At the end of 1992, I received a very interesting invitation to Italy for a course. The organizers paid all expenses, but there was one condition: I had to speak Italian, as there would be no interpreter[1]. The course was to begin in three months.

Another patient of mine worked as a manager for one company, and this is what she was experiencing after one training course: “My head feels like a computer monitor, and as if there is a floppy disc stuck at the back of my neck. My legs are wooden[2].”

There are about 680 English terms, which every pilot has to know. In reality, they use only 50 more or less, but they have to know all of them. Flight school is intense with six hours of English classes daily. By the time students reach class number seventeen, they find nothing better than to start drinking vodka. This is what they call “the syndrome of the seventeenth class’[3].

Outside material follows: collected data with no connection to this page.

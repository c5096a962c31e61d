//! Maintenance worker: off-hours housekeeping cycle (spec §4.5) — bar
//! cache warm, earnings-date refresh, and the 60-day `ExitedWatching` ->
//! `Stopped` auto-archive transition (spec §9 Open Question 4, resolved
//! as "archive silently, no alert"). Grounded in the teacher's
//! `Sentinel::run` tick/command/shutdown shape, applied to a full-roster
//! sweep instead of a watchlist/position subset.

use std::sync::Arc;
use std::time::Duration;

use chrono::Utc;
use tokio_util::sync::CancellationToken;
use tracing::{error, info, warn};

use crate::domain::market_calendar::MarketCalendar;
use crate::domain::position::StateCode;
use crate::domain::providers::HistoricalProvider;
use crate::domain::repositories::PositionRepository;

use super::command::WorkerCommand;
use super::worker_stats::SharedWorkerStats;

const ARCHIVE_AFTER_DAYS: i64 = 60;

pub struct MaintenanceWorker {
    positions: Arc<dyn PositionRepository>,
    historical: Arc<dyn HistoricalProvider>,
    calendar: Arc<dyn MarketCalendar>,
    interval: Duration,
    stats: SharedWorkerStats,
    cmd_rx: tokio::sync::mpsc::Receiver<WorkerCommand>,
    cancellation: CancellationToken,
}

impl MaintenanceWorker {
    pub fn new(
        positions: Arc<dyn PositionRepository>,
        historical: Arc<dyn HistoricalProvider>,
        calendar: Arc<dyn MarketCalendar>,
        interval: Duration,
        stats: SharedWorkerStats,
        cmd_rx: tokio::sync::mpsc::Receiver<WorkerCommand>,
        cancellation: CancellationToken,
    ) -> Self {
        MaintenanceWorker { positions, historical, calendar, interval, stats, cmd_rx, cancellation }
    }

    pub async fn run(&mut self) {
        let mut tick = tokio::time::interval(self.interval);
        info!("maintenance worker: starting");

        loop {
            tokio::select! {
                _ = self.cancellation.cancelled() => {
                    info!("maintenance worker: shutdown received");
                    return;
                }
                _ = tick.tick() => {
                    let now = Utc::now();
                    if self.calendar.is_market_open(now) {
                        self.stats.write().await.record_gated(true);
                    } else {
                        self.run_cycle().await;
                    }
                }
                cmd = self.cmd_rx.recv() => {
                    match cmd {
                        Some(WorkerCommand::ForceCheck { .. }) => self.run_cycle().await,
                        None => {
                            warn!("maintenance worker: command channel closed");
                            return;
                        }
                    }
                }
            }
        }
    }

    async fn run_cycle(&self) {
        let start = std::time::Instant::now();
        let mut error: Option<String> = None;
        let mut messages = 0u64;

        match self.sweep().await {
            Ok(count) => messages = count,
            Err(e) => {
                error!("maintenance worker: cycle failed: {e}");
                error = Some(e);
            }
        }

        self.stats.write().await.record_cycle(start.elapsed().as_millis() as u64, messages, false, error);
    }

    async fn sweep(&self) -> Result<u64, String> {
        let mut touched = 0u64;
        touched += self.refresh_needing_sync().await?;
        touched += self.archive_stale_watchlist_exits().await?;
        Ok(touched)
    }

    /// Refreshes the technical cache's backing data and next-earnings
    /// date for every position the repository flags as stale (spec
    /// §4.5's "bar-cache refresh"/"earnings-date refresh" duties); the
    /// Position worker's in-memory technical cache naturally picks up
    /// the refreshed bars on its own TTL, so this thread only needs to
    /// touch the provider and the earnings_date column.
    async fn refresh_needing_sync(&self) -> Result<u64, String> {
        let stale = self.positions.get_needing_sync().await.map_err(|e| e.to_string())?;
        let mut refreshed = 0u64;

        for mut position in stale {
            if let Err(e) = self.historical.get_technicals(&position.symbol).await {
                warn!(symbol = %position.symbol, "maintenance worker: technicals refresh failed: {e}");
                continue;
            }

            match self.historical.get_earnings_date(&position.symbol).await {
                Ok(next_earnings) => {
                    if position.earnings_date != next_earnings {
                        position.earnings_date = next_earnings;
                        if let Err(e) = self.positions.update(&position).await {
                            error!(symbol = %position.symbol, "maintenance worker: earnings_date persist failed: {e}");
                            continue;
                        }
                    }
                }
                Err(e) => {
                    warn!(symbol = %position.symbol, "maintenance worker: earnings lookup failed: {e}");
                }
            }

            refreshed += 1;
        }

        Ok(refreshed)
    }

    /// Watchlist entries that fell out of a buy zone move to
    /// `ExitedWatching`; after 60 untouched days they're archived to
    /// `Stopped` so the watchlist doesn't accumulate dead symbols.
    /// Archiving here is silent — no alert, since nothing actionable
    /// happened; the transition itself is the record.
    async fn archive_stale_watchlist_exits(&self) -> Result<u64, String> {
        let all = self.positions.get_all(true).await.map_err(|e| e.to_string())?;
        let now = Utc::now();
        let mut archived = 0u64;

        for mut position in all {
            if position.state != StateCode::ExitedWatching {
                continue;
            }
            let age_days = (now - position.last_transition_at).num_days();
            if age_days < ARCHIVE_AFTER_DAYS {
                continue;
            }

            if let Err(e) = position.transition_to(StateCode::Stopped) {
                warn!(symbol = %position.symbol, "maintenance worker: archive transition rejected: {e}");
                continue;
            }
            if let Err(e) = self.positions.update(&position).await {
                error!(symbol = %position.symbol, "maintenance worker: archive persist failed: {e}");
                continue;
            }
            info!(symbol = %position.symbol, age_days, "maintenance worker: archived stale watchlist exit");
            archived += 1;
        }

        Ok(archived)
    }
}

At that time, I was already working as a therapist and was deeply involved in the research of the methodology that would pay very close attention to the sensations experienced by the body. Our internal sight perceives these sensations as “objects inside our body.” This is exactly how I called the book devoted to the idea of psychocatalysis[4].

Basic problems one encounters when learning a foreign language

New facts

There were times when it was more than enough to speak our mother tongue. Back then, life was revolving within the limits of the village or a region, where you travelled on a horse on the days of a fair, and in those circumstances, learning a foreign language seemed at least eccentric. Using a foreign language made sense only when a person was wealthy enough and had enough free time to subscribe to foreign magazines, or to travel, or if one had business abroad. Even a hundred years ago, there were very few people who could afford it.

Now, everything has changed. Knowing a foreign language is indispensable. Many people travel around the world as tourists; many also run international businesses; now, it is quite usual to have friends in foreign countries and on different continents. Modern technology and means of transportation make it all possible!

There is no limit to increasing our scope of knowledge. One should at least speak English, which is the language of international communication. It is recommendable to speak another foreign language, depending on your interests.

What do modern people think about education?

Let’s be honest; they do not always have a positive attitude towards this process. Learning a foreign language is often associated with hard work, extra effort, similar to climbing a mountain covered with ice, as there is always the danger of sliding back. Of course, we will do everything we can to hold tight and to keep on moving; we try to flatten our way to the top, to make it comfortable and easy, but before setting off on this journey, let’s define where we stand.

We will have a look at the cases when people were ‘lucky’ to avoid any difficulties, and everything simply worked out on its own. The examples of the “lucky ones’ can actually give us clues on how we can be successful, too! We will also turn to what causes difficulties in the learning process.

“I would learn English simply because…”

The lucky ones are those who learn the language of their favourite musicians, poets, and scientists. No one has to make these people study because, for them, it is a pleasure.


Schwarzenegger and Paul McCartney

One doctor, a colleague of mine, looks like Arnold Schwarzenegger, although he is of delicate psyche; he learnt German and Italian simply because these were the languages of Mozart, his favourite composer. He worked at a clinic, and he sometimes would donate blood to provide for his family, but during the nights, he was compiling a catalogue of all works composed by Mozart. Such hobby required the knowledge of the language, and that is why he learnt German and Italian.

Oleg, another friend of mine, is a musician. He looks a bit like Paul McCartney, and he adores “The Beatles”. For this reason, he learnt all their songs, and that is how he learnt English.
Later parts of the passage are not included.